Even selection-committee members don’t know it, but the seeding process, because it uses the RPI as a tool, is as much about rewarding schools that schedule aggressively as it is about rewarding teams for what they accomplished on the court. TV, of course, and in turn TV viewers, benefit most from that reality.

You don’t like your seed? Your weak strength of schedule is to blame. So if you want a better seed next season, play a tougher schedule in November and December. That results in far better college basketball games on the tube in the first two months of the season, when the sport is competing not only with the NBA but with the NFL and college football for viewers.

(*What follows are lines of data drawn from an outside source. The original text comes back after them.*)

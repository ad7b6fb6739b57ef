//! Port of the managed data-migration service backend.

use crate::schema_change::{domain::RateLimitConfig, ports::ConnectionConfig};
use async_trait::async_trait;
use serde::{Deserialize, Serialize};
use std::sync::Arc;
use thiserror::Error;

/// Result type for migration-service calls.
pub type MigrationServiceResult<T> = Result<T, MigrationServiceError>;

/// Datasource registration request.
#[derive(Debug, Clone, PartialEq, Eq, Serialize, Deserialize)]
pub struct DataSourceSpec {
    /// Display name of the registration.
    pub name: String,
    /// Connection settings of the datasource.
    pub connection: ConnectionConfig,
}

/// Replication project request copying one table into its ghost table.
#[derive(Debug, Clone, PartialEq, Eq, Serialize, Deserialize)]
pub struct ProjectSpec {
    /// Display name of the project.
    pub name: String,
    /// Registered datasource used as both source and target.
    pub datasource_id: String,
    /// Database containing both tables.
    pub database_name: String,
    /// Table rows are read from.
    pub source_table: String,
    /// Table rows are written to.
    pub target_table: String,
    /// Columns to replicate.
    pub columns: Vec<String>,
    /// Throughput limits.
    pub rate_limit: RateLimitConfig,
    /// Whether a full verification step runs after the transfer.
    pub enable_full_verify: bool,
}

/// Lifecycle status of a replication project.
#[derive(Debug, Clone, Copy, PartialEq, Eq, Hash, Serialize, Deserialize)]
#[serde(rename_all = "SCREAMING_SNAKE_CASE")]
pub enum ProjectStatus {
    /// Created, not started.
    Init,
    /// Steps are running.
    Running,
    /// Every step finished.
    Finished,
    /// A step failed.
    Failed,
    /// Paused.
    Suspend,
    /// Resources released.
    Released,
    /// Removed.
    Deleted,
}

impl ProjectStatus {
    /// Returns whether the project no longer exists on the service.
    #[must_use]
    pub const fn is_destroyed(self) -> bool {
        matches!(self, Self::Released | Self::Deleted)
    }
}

/// Step of a replication project.
#[derive(Debug, Clone, Copy, PartialEq, Eq, Hash, Serialize, Deserialize)]
#[serde(rename_all = "SCREAMING_SNAKE_CASE")]
pub enum ProjectStepName {
    /// Pre-flight checks.
    TransferPrecheck,
    /// Change log capture.
    TransferIncrLogPull,
    /// Bulk copy.
    FullTransfer,
    /// Change streaming.
    IncrTransfer,
    /// Row comparison.
    FullVerifier,
    /// Application switch-over, never used by schema changes.
    TransferAppSwitch,
}

/// Status of one project step.
#[derive(Debug, Clone, Copy, PartialEq, Eq, Hash, Serialize, Deserialize)]
#[serde(rename_all = "SCREAMING_SNAKE_CASE")]
pub enum ProjectStepStatus {
    /// Not started.
    Init,
    /// Running.
    Running,
    /// Finished.
    Finished,
    /// Failed.
    Failed,
    /// Streaming steadily; used by the incremental step.
    Monitoring,
    /// Paused.
    Suspend,
}

impl ProjectStepStatus {
    /// Returns the canonical storage representation.
    #[must_use]
    pub const fn as_str(self) -> &'static str {
        match self {
            Self::Init => "INIT",
            Self::Running => "RUNNING",
            Self::Finished => "FINISHED",
            Self::Failed => "FAILED",
            Self::Monitoring => "MONITORING",
            Self::Suspend => "SUSPEND",
        }
    }
}

/// One step as reported by the service.
#[derive(Debug, Clone, PartialEq, Eq, Serialize, Deserialize)]
pub struct ProjectStep {
    /// Step name.
    pub name: ProjectStepName,
    /// Step status.
    pub status: ProjectStepStatus,
    /// Progress in whole percent, if reported.
    pub progress: Option<u8>,
    /// Error detail of a failed step.
    pub error_message: Option<String>,
    /// Estimated rows, for the bulk copy step.
    pub capacity: Option<u64>,
    /// Rows processed, for the bulk copy step.
    pub processed_records: Option<u64>,
}

/// Overall progress of a project.
#[derive(Debug, Clone, PartialEq, Eq, Serialize, Deserialize)]
pub struct ProjectProgress {
    /// Project status.
    pub status: ProjectStatus,
    /// Step currently executing.
    pub current_step: Option<ProjectStepName>,
    /// Incremental checkpoint, seconds since the epoch.
    pub incr_sync_checkpoint: Option<i64>,
}

/// Outcome of a finished full verification.
#[derive(Debug, Clone, PartialEq, Eq, Serialize, Deserialize)]
pub struct FullVerifyOutcome {
    /// Number of differing rows, if counted.
    pub different_number: Option<u64>,
    /// Human-readable detail.
    pub description: Option<String>,
}

/// Managed migration service contract.
#[async_trait]
pub trait MigrationService: Send + Sync {
    /// Registers a datasource; returns its service-side identifier.
    async fn create_datasource(&self, spec: &DataSourceSpec) -> MigrationServiceResult<String>;

    /// Creates and starts a replication project; returns its identifier.
    async fn create_project(&self, spec: &ProjectSpec) -> MigrationServiceResult<String>;

    /// Reads overall project progress.
    async fn describe_progress(&self, project_id: &str) -> MigrationServiceResult<ProjectProgress>;

    /// Reads every project step.
    async fn describe_steps(&self, project_id: &str) -> MigrationServiceResult<Vec<ProjectStep>>;

    /// Reads the verification outcome, if verification ran.
    async fn full_verify_result(
        &self,
        project_id: &str,
    ) -> MigrationServiceResult<Option<FullVerifyOutcome>>;

    /// Changes project throughput limits.
    async fn update_rate_limit(
        &self,
        project_id: &str,
        rate_limit: &RateLimitConfig,
    ) -> MigrationServiceResult<()>;

    /// Stops a running project.
    async fn stop_project(&self, project_id: &str) -> MigrationServiceResult<()>;

    /// Releases project resources on the service.
    async fn release_project(&self, project_id: &str) -> MigrationServiceResult<()>;
}

/// Errors returned by migration-service clients.
#[derive(Debug, Clone, Error)]
pub enum MigrationServiceError {
    /// The project does not exist (already released or never created).
    #[error("migration project not found: {0}")]
    ProjectNotFound(String),

    /// The service refused the request.
    #[error("migration service rejected request: {0}")]
    Rejected(String),

    /// Transport or service failure.
    #[error("migration service error: {0}")]
    Backend(Arc<dyn std::error::Error + Send + Sync>),
}

impl MigrationServiceError {
    /// Wraps a transport or service error.
    pub fn backend(err: impl std::error::Error + Send + Sync + 'static) -> Self {
        Self::Backend(Arc::new(err))
    }
}
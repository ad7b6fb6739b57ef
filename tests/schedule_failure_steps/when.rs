//! When steps for schedule failure scenarios.

use ghostswap::schema_change::domain::{ErrorStrategy, OscState};
use rstest_bdd_macros::when;

use super::world::{ScheduleWorld, run_async};
use crate::test_helpers::wait_until;

#[when(r#"the tables are submitted with error strategy "{strategy}""#)]
fn submit_tables(world: &mut ScheduleWorld, strategy: String) -> Result<(), eyre::Report> {
    let error_strategy = match strategy.as_str() {
        "ABORT" => ErrorStrategy::Abort,
        "CONTINUE" => ErrorStrategy::Continue,
        other => return Err(eyre::eyre!("unknown error strategy in scenario: {other}")),
    };
    let parameters = world
        .parameters
        .clone()
        .ok_or_else(|| eyre::eyre!("no backend configured in scenario world"))?
        .with_error_strategy(error_strategy);
    let tables: Vec<&str> = world.tables.iter().map(String::as_str).collect();
    let submitted = run_async(world.stack()?.submit(parameters, &tables));
    world.schedule_id = Some(submitted.schedule.id());
    world.tasks = submitted.tasks;
    Ok(())
}

#[when("task {index:usize} is cancelled once it is replicating")]
fn cancel_when_replicating(world: &ScheduleWorld, index: usize) -> Result<(), eyre::Report> {
    let stack = world.stack()?;
    let schedule_id = world.schedule_id()?;
    let task_id = world.task(index)?.id();
    run_async(wait_until(|| async {
        stack.tasks(schedule_id).await.iter().any(|task| {
            task.id() == task_id && task.state() == OscState::MonitorDataTask
        })
    }));
    run_async(stack.service.cancel(task_id))
        .map_err(|err| eyre::eyre!("cancel task {index}: {err}"))?;
    Ok(())
}

#[when("the schedule completes")]
fn schedule_completes(world: &mut ScheduleWorld) -> Result<(), eyre::Report> {
    let schedule_id = world.schedule_id()?;
    let stack = world.stack()?;
    let tasks = run_async(stack.wait_for_completion(schedule_id));
    run_async(stack.shutdown());
    world.tasks = tasks;
    Ok(())
}
//! HTTP adapters.

mod control_plane;

pub use control_plane::HttpControlPlaneClient;
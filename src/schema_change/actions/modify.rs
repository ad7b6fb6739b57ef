//! Pushes a changed job rate limit to the replication backend.

use async_trait::async_trait;
use std::sync::Arc;
use tracing::{info, warn};

use crate::schema_change::{
    domain::{OscState, RateLimitConfig},
    ports::{ControlPlane, MigrationService},
};

use super::{Action, ActionContext, ActionError, ActionOutcome, ActionResult};

async fn record_applied(context: &mut ActionContext, rate_limit: RateLimitConfig) -> ActionOutcome {
    context.task_mut().parameters_mut().rate_limit = rate_limit;
    context.persist_parameters().await?;
    info!(
        task_id = %context.task().id(),
        row_limit = ?rate_limit.row_limit,
        data_size_limit = ?rate_limit.data_size_limit,
        "rate limit applied"
    );
    Ok(ActionResult::transition(
        OscState::ModifyDataTask,
        OscState::MonitorDataTask,
    ))
}

/// Updates the rate limit of the migration-service project.
#[derive(Clone)]
pub struct MigrationServiceModifyDataTaskAction {
    service: Arc<dyn MigrationService>,
}

impl MigrationServiceModifyDataTaskAction {
    /// Creates the action.
    #[must_use]
    pub fn new(service: Arc<dyn MigrationService>) -> Self {
        Self { service }
    }
}

impl std::fmt::Debug for MigrationServiceModifyDataTaskAction {
    fn fmt(&self, f: &mut std::fmt::Formatter<'_>) -> std::fmt::Result {
        f.debug_struct("MigrationServiceModifyDataTaskAction")
            .finish_non_exhaustive()
    }
}

#[async_trait]
impl Action for MigrationServiceModifyDataTaskAction {
    async fn execute(&self, context: &mut ActionContext) -> ActionOutcome {
        let target = context.schedule().parameters().rate_limit;
        let project_id = context
            .parameters()
            .migration_project_id
            .clone()
            .ok_or(ActionError::MissingParameter("migration_project_id"))?;

        if let Err(err) = self.service.update_rate_limit(&project_id, &target).await {
            warn!(task_id = %context.task().id(), error = %err, "rate limit update failed, retrying");
            return Ok(ActionResult::stay(OscState::ModifyDataTask));
        }
        record_applied(context, target).await
    }
}

/// Updates the throttle of the self-hosted worker.
///
/// The worker only throttles rows; a job without a row limit is recorded
/// as applied without calling the worker.
#[derive(Clone)]
pub struct WorkerModifyDataTaskAction {
    control_plane: Arc<dyn ControlPlane>,
}

impl WorkerModifyDataTaskAction {
    /// Creates the action.
    #[must_use]
    pub fn new(control_plane: Arc<dyn ControlPlane>) -> Self {
        Self { control_plane }
    }
}

impl std::fmt::Debug for WorkerModifyDataTaskAction {
    fn fmt(&self, f: &mut std::fmt::Formatter<'_>) -> std::fmt::Result {
        f.debug_struct("WorkerModifyDataTaskAction")
            .finish_non_exhaustive()
    }
}

#[async_trait]
impl Action for WorkerModifyDataTaskAction {
    async fn execute(&self, context: &mut ActionContext) -> ActionOutcome {
        let target = context.schedule().parameters().rate_limit;
        let Some(rows) = target.row_limit else {
            return record_applied(context, target).await;
        };
        let url = context
            .parameters()
            .control_url
            .clone()
            .ok_or(ActionError::MissingParameter("control_url"))?;

        match self.control_plane.update(&url, rows).await {
            Ok(response) if response.success => record_applied(context, target).await,
            Ok(_) => {
                warn!(task_id = %context.task().id(), "worker refused throttle update, retrying");
                Ok(ActionResult::stay(OscState::ModifyDataTask))
            }
            Err(err) => {
                warn!(task_id = %context.task().id(), error = %err, "throttle update failed, retrying");
                Ok(ActionResult::stay(OscState::ModifyDataTask))
            }
        }
    }
}
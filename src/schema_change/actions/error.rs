//! Errors that end an action with a failure.
//!
//! Transient conditions never surface here: an action that should retry
//! returns a result that keeps the current state.

use crate::schema_change::{
    domain::{OscDomainError, ScheduleTaskId},
    ports::{
        ControlPlaneError, DbError, MigrationServiceError, ResourceError, ScheduleRepositoryError,
    },
};
use thiserror::Error;

use super::ActionResult;

/// Fatal action failure; the state machine routes the task to cleanup.
#[derive(Debug, Clone, Error)]
pub enum ActionError {
    /// Domain validation failed.
    #[error(transparent)]
    Domain(#[from] OscDomainError),

    /// Persisting task state failed.
    #[error(transparent)]
    Repository(#[from] ScheduleRepositoryError),

    /// A database statement or session failed.
    #[error(transparent)]
    Database(#[from] DbError),

    /// Provisioning or releasing the worker failed.
    #[error(transparent)]
    Resource(#[from] ResourceError),

    /// A worker control-plane call failed.
    #[error(transparent)]
    ControlPlane(#[from] ControlPlaneError),

    /// A migration-service call failed.
    #[error(transparent)]
    MigrationService(#[from] MigrationServiceError),

    /// The backend pre-flight checks failed.
    #[error("precheck failed: {0}")]
    PrecheckFailed(String),

    /// The replication job failed.
    #[error("data migration failed: {0}")]
    MigrationFailed(String),

    /// Verification found differing rows.
    #[error("full verification found inconsistent data: {0}")]
    DataInconsistent(String),

    /// The backend stayed silent for longer than the failure timeout.
    #[error("no migration status for task {task_id} within {seconds}s")]
    MonitorTimeout {
        /// Task being monitored.
        task_id: ScheduleTaskId,
        /// Configured failure timeout.
        seconds: u64,
    },

    /// The worker answered `start` with `success = false`.
    #[error("worker refused to start replication for task {0}")]
    StartRejected(ScheduleTaskId),

    /// Origin, ghost and archive tables are in no state a swap can resume.
    #[error(
        "tables of task {task_id} cannot be swapped: origin exists={origin}, ghost exists={ghost}, archive exists={archive}"
    )]
    SwapTablesInconsistent {
        /// Task being swapped.
        task_id: ScheduleTaskId,
        /// Whether the origin table exists.
        origin: bool,
        /// Whether the ghost table exists.
        ghost: bool,
        /// Whether the archive table exists.
        archive: bool,
    },

    /// A parameter an earlier state should have recorded is absent.
    #[error("task parameter {0} is not set")]
    MissingParameter(&'static str),
}

/// Result type returned by [`super::Action::execute`].
pub type ActionOutcome = Result<ActionResult, ActionError>;
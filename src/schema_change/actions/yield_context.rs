//! Hands the schedule over to the next queued table.

use async_trait::async_trait;
use tracing::info;

use crate::schema_change::domain::{OscState, ScheduleTask, TaskStatus};

use super::{Action, ActionContext, ActionOutcome, ActionOutput, ActionResult};

/// Picks the next table of the schedule and completes the current task.
///
/// The handoff names a sibling already started by an interrupted earlier
/// run before any queued one. Starting the sibling is left to the state
/// machine, which holds that sibling's poll lock while doing so.
#[derive(Debug, Clone, Copy, Default)]
pub struct YieldContextAction;

impl YieldContextAction {
    /// Creates the action.
    #[must_use]
    pub const fn new() -> Self {
        Self
    }
}

fn next_sibling(tasks: Vec<ScheduleTask>, current: &ScheduleTask) -> Option<ScheduleTask> {
    let mut siblings: Vec<ScheduleTask> = tasks
        .into_iter()
        .filter(|task| task.id() != current.id() && task.state() != OscState::Complete)
        .collect();
    siblings.sort_by_key(ScheduleTask::sequence);
    let resumed = siblings
        .iter()
        .position(|task| task.status() == TaskStatus::Running);
    let queued = siblings
        .iter()
        .position(|task| task.status() == TaskStatus::Preparing);
    resumed.or(queued).map(|index| siblings.swap_remove(index))
}

#[async_trait]
impl Action for YieldContextAction {
    async fn execute(&self, context: &mut ActionContext) -> ActionOutcome {
        let schedule_id = context.task().schedule_id();
        let tasks = context
            .collaborators()
            .repository
            .list_tasks(schedule_id)
            .await?;
        let Some(next) = next_sibling(tasks, context.task()) else {
            info!(task_id = %context.task().id(), %schedule_id, "no queued table left");
            return Ok(ActionResult::transition(
                OscState::YieldContext,
                OscState::Complete,
            ));
        };

        info!(
            task_id = %context.task().id(),
            next_task_id = %next.id(),
            %schedule_id,
            "handing over to next table"
        );
        Ok(
            ActionResult::transition(OscState::YieldContext, OscState::Complete).with_output(
                ActionOutput::Handoff {
                    schedule_id,
                    task_id: next.id(),
                },
            ),
        )
    }
}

Nobody better understands how to build an RPI better than does Larry Keating, KU’s Special Assistant to the Athletics Director. He’s so well connected in college basketball, he can pick up the phone, talk to a friend from all the major and mid-major conferences and get a feel for which teams figure to have good records but still aren’t likely to beat Kansas and will have a decent enough schedule to compile a good RPI of their own.

The Associated Press college basketball poll, released Monday, ranks Kansas eighth. Sagarin and kenpom.com, both of which include the most recent games in their data, rank Kansas ninth. The predictor portion of Sagarin has Kansas at No. 13.

The goal of those computer rankings is to determine the relative strength of teams, so you won’t see TV broadcasts giving much airtime to those. The goal of the RPI is to motivate teams to compile strong schedules so we don’t change the channel in the middle of an early-season rout and keep the game tuned in throughout the entire game because it appears headed for a dramatic finish. (Only “Columbo” was compelling enough to keep us glued to the screen even though we knew the outcome from the outset.)

Kansas put together the toughest schedule in America, so nobody need worry that it will be slighted come Selection Sunday.